FUSE is just wants makes the file system available in the user space and rclone sits on top of it.

If you crawl the mount, it does that directory by directory.

If the remote supports a recursive listing and you use the vfs refresh, it will be faster to build the directory cache.

Either work fine. I'd probably use cron, but it really doesn't matter as it what works for you.

Maybe? You'd want to test and see if it works for you better. Your use case is unique to your setup/flow/etc. Best to just test and figure out what works best for you as if it works for me, it might be great for you.

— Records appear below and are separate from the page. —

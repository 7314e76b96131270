//! Column auto-detection.
//!
//! The date column is found by an ordered list of detection strategies, each
//! behind the [`DateColumnRule`] contract; the first rule that selects a
//! column wins. Measurement columns are every other column that is fully
//! numeric after input normalization.

use dataset_spi::{DatasetError, DateColumnRule, RawTable, Result};

use crate::dates::{parse_general, parse_month_year};

/// Headers accepted by the name-based fallback, in priority order.
const CONVENTIONAL_NAMES: &[&str] = &["date", "Date", "timestamp", "time"];

/// Strip grouping separators and parse a cell as a finite number.
///
/// `"1,291,469"` parses as `1291469.0`. Empty cells yield `None`.
pub fn normalize_number(text: &str) -> Option<f64> {
    let cleaned = text.trim().replace(',', "");
    if cleaned.is_empty() {
        return None;
    }
    cleaned.parse::<f64>().ok().filter(|v| v.is_finite())
}

/// Selects the first column whose every non-empty cell parses under the
/// general date parser.
pub struct GeneralFormatRule;

impl DateColumnRule for GeneralFormatRule {
    fn name(&self) -> &'static str {
        "general-format"
    }

    fn select(&self, table: &RawTable) -> Option<String> {
        first_fully_parseable(table, |cell| parse_general(cell).is_some())
    }
}

/// Selects the first column whose every non-empty cell is an
/// abbreviated-month/two-digit-year token such as `Jan-21`.
pub struct MonthYearRule;

impl DateColumnRule for MonthYearRule {
    fn name(&self) -> &'static str {
        "month-year-format"
    }

    fn select(&self, table: &RawTable) -> Option<String> {
        first_fully_parseable(table, |cell| parse_month_year(cell).is_some())
    }
}

/// Falls back to an exact header match against conventional date column
/// names when no column matched structurally.
pub struct ConventionalNameRule;

impl DateColumnRule for ConventionalNameRule {
    fn name(&self) -> &'static str {
        "conventional-name"
    }

    fn select(&self, table: &RawTable) -> Option<String> {
        CONVENTIONAL_NAMES
            .iter()
            .copied()
            .find(|name| table.column_index(name).is_some())
            .map(String::from)
    }
}

/// The detection strategies in their fixed priority order.
pub fn date_rules() -> Vec<Box<dyn DateColumnRule>> {
    vec![
        Box::new(GeneralFormatRule),
        Box::new(MonthYearRule),
        Box::new(ConventionalNameRule),
    ]
}

/// Identify the date column and the numeric measurement columns.
pub fn detect_columns(table: &RawTable) -> Result<(String, Vec<String>)> {
    let date_column = detect_date_column(table)?;

    let numeric: Vec<String> = table
        .headers()
        .iter()
        .filter(|header| **header != date_column)
        .filter(|header| is_numeric_column(table, header.as_str()))
        .cloned()
        .collect();
    if numeric.is_empty() {
        return Err(DatasetError::NoNumericColumns);
    }

    Ok((date_column, numeric))
}

fn detect_date_column(table: &RawTable) -> Result<String> {
    for rule in date_rules() {
        if let Some(column) = rule.select(table) {
            tracing::debug!(rule = rule.name(), column = %column, "date column selected");
            return Ok(column);
        }
    }
    Err(DatasetError::MissingDateColumn)
}

/// First column, in header order, where every non-empty cell satisfies the
/// predicate and at least one cell is non-empty.
fn first_fully_parseable(table: &RawTable, matches: impl Fn(&str) -> bool) -> Option<String> {
    table
        .headers()
        .iter()
        .find(|header| {
            let Some(cells) = table.column(header.as_str()) else {
                return false;
            };
            let mut non_empty = 0usize;
            for cell in cells {
                if cell.trim().is_empty() {
                    continue;
                }
                non_empty += 1;
                if !matches(cell) {
                    return false;
                }
            }
            non_empty > 0
        })
        .cloned()
}

/// A column is numeric when all its non-empty cells parse after numeric
/// normalization. Empty cells are missing observations, not disqualifiers.
fn is_numeric_column(table: &RawTable, header: &str) -> bool {
    match table.column(header) {
        Some(cells) => cells
            .filter(|cell| !cell.trim().is_empty())
            .all(|cell| normalize_number(cell).is_some()),
        None => false,
    }
}
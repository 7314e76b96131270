//! Composed ingestion entry point.

use dataset_spi::{LoadSummary, Result};

use crate::detect::detect_columns;
use crate::normalize::normalize;
use crate::reader::parse_table;
use crate::store::SeriesStore;

/// Ingest uploaded file bytes into a fresh series store.
///
/// Runs the full pipeline: parse the bytes into a raw table, detect the
/// date and measurement columns, then resample each measurement into a
/// monthly series.
pub fn load_dataset(bytes: &[u8]) -> Result<(SeriesStore, LoadSummary)> {
    let table = parse_table(bytes)?;
    let (date_column, numeric_columns) = detect_columns(&table)?;
    let (store, summary) = normalize(&table, &date_column, &numeric_columns)?;
    tracing::info!(
        rows = summary.rows,
        places = store.len(),
        date_range = %summary.date_range,
        "dataset ingested"
    );
    Ok((store, summary))
}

The command I typed was literally rclone rc operations/list which I got from the rc documentation and the response of that command was the json I had pasted below it.

I 'll give it a go and see how well it works, unless ncw chimes in with another good idea!

Right as that's telling you:

[felix@gemini ~]$ rclone rc operations/list --url 127.0.0.1:7758
2023/10/05 08:42:05 Failed to rc: failed to read rc response: 403 Forbidden: {
	"error": "authentication must be set up on the rc server to use \"operations/list\" or the --rc-no-auth flag must be in use",
	"input": {},
	"path": "operations/list",
	"status": 403
}

That you need to either setup

--rc-no-auth

or setup a user name and password.

Exactly, that was an example to show that by default there is no user / pass, as you mentioned it might auto generate one.
For my use case there is no need to create a user/pass or use the no-auth as the vfs commands do not require authorization.

Not exactly as you can see from mine, for the refresh command, you don't need it, hence why I shared the command.

^^^^^^^^^^^^^^^^^^^^^

I am confused. Aren't we saying the same thing all this time?
By defining just --rc, rc will allow you to use only commands that do not require authorization.
Any command that does require authorization will get rejected unless you do specify user/pass or set the --no-auth. For example the operations/list command.

Unless you are referring to something in the DEBUG?

Do you need anything else as I'm not sure what you are asking at this point? Is something not working?

No it is fine. We are going in circles saying the same thing.

Thanks for the help btw.

This topic was automatically closed 30 days after the last reply. New replies are no longer allowed.